N° 42, mai 2009

Le Siâh Bâzi, théâtre comique populaire d’Iran


Liliane Anjo


Mohammad Hossein Nâsserbakht est professeur d’art dramatique à la Faculté de Cinéma et de Théâtre de Téhéran et président du Festival International des Spectacles Rituels et Traditionnels. Mahmoud Rezâ Rahimi enseigne l’art dramatique dans plusieurs universités iraniennes, dont l’Université d’Art et d’Architecture, l’Université de Shiraz et l’Université de Tonékâbon. Ces deux professeurs de théâtre, fins connaisseurs du Siâh Bâzi – littéralement le Jeu du Noir – ont aimablement accepté de nous parler de ce théâtre comique populaire.

Liliane Anjo : Le Siâh Bâzi est une forme de théâtre comique populaire où un personnage au visage grimé de noir tient le rôle principal. Pourriez-vous nous donner une définition plus précise du Siâh Bâzi  ?

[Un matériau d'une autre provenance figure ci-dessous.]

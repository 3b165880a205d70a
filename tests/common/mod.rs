#![allow(dead_code)]

use std::collections::HashMap;

use gflow::config::WorkflowFile;
use gflow::engine::{EventLog, EventRecord, Workflow};
use gflow::types::{JobId, JobState};
use gflow_test_utils::builders::{JobConfigBuilder, WorkflowFileBuilder};
use gflow_test_utils::fake_executor::{ExecRecord, Phase};
use tempfile::TempDir;

/// `B` and `C` both depend on `A`.
pub fn fan_out_config() -> WorkflowFile {
    WorkflowFileBuilder::new()
        .with_job(JobConfigBuilder::new("A", "echo A").build())
        .with_job(JobConfigBuilder::new("B", "echo B").after("A").build())
        .with_job(JobConfigBuilder::new("C", "echo C").after("A").build())
        .build()
}

pub fn workflow_in(dir: &TempDir, def: &WorkflowFile) -> Workflow {
    Workflow::from_definition(def, dir.path()).expect("instantiating workflow")
}

pub fn state_of(workflow: &Workflow, name: &str) -> JobState {
    workflow
        .job_by_name(name)
        .unwrap_or_else(|| panic!("no job named {name}"))
        .state
}

pub async fn events_of(workflow: &Workflow) -> Vec<EventRecord> {
    let run_id = workflow.run_id().expect("workflow has not run");
    EventLog::read_run(&workflow.dirs().event_log_path, run_id)
        .await
        .expect("reading event log")
}

/// Assert that no job in the journal started before all of its dependencies
/// finished.
pub fn assert_dependencies_finished_first(workflow: &Workflow, journal: &[ExecRecord]) {
    let position = |id: JobId, phase: Phase| {
        journal
            .iter()
            .position(|r| r.id == id && r.phase == phase)
    };

    for job in workflow.jobs() {
        let Some(started) = position(job.id, Phase::Started) else {
            continue;
        };
        for dep in &job.dependencies {
            let finished = position(*dep, Phase::Finished)
                .unwrap_or_else(|| panic!("job {} ran but dependency {} never finished", job.id, dep));
            assert!(
                finished < started,
                "job {} started before dependency {} finished",
                job.id,
                dep
            );
        }
    }
}

/// Per-job event kinds, in append order.
pub fn kinds_by_job(events: &[EventRecord]) -> HashMap<JobId, Vec<gflow::types::EventKind>> {
    let mut by_job: HashMap<JobId, Vec<_>> = HashMap::new();
    for e in events {
        by_job.entry(e.job_id).or_default().push(e.kind);
    }
    by_job
}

Mohammad Hossein Nâsserbakht : Avant de parler du Siâh Bâzi, il faut commencer par expliquer ses origines qui sont ancrées dans les spectacles comiques iraniens antérieurs. En fait, ce n’est qu’à la fin de la dynastie qâdjâre que tous les efforts des acteurs comiques iraniens arrivent à un résultat qui est le Siâh Bâzi. Pour comprendre ce qu’est le Siâh Bâzi, il nous faut d’abord introduire deux termes : le Taqlid et le Takhte Howzi. Le Taqlid définit une manière de jouer, l’imitation, une sorte de maniérisme qui imitait sur un mode exagéré les démarches des personnes. Le Takhte Howzi se réfère à une localisation, un lieu où se jouaient des spectacles ; « takht » désigne un lit en bois et « howz » signifie bassin. Traditionnellement, lors de mariages ou de cérémonies, on recouvrait de planches les bassins dans les cours des maisons pour en faire une scène. Le terme Takhte Howzi est issu de cette pratique et désigne les spectacles qui se jouaient à l’occasion de certaines célébrations dans les cours des maisons. Ces représentations étaient des spectacles musicaux et dansants au cours desquels on imitait de manière exagérée les types sociaux et modes de vie de l’époque sans recourir à aucun texte écrit. Ces spectacles étaient tout à fait improvisés.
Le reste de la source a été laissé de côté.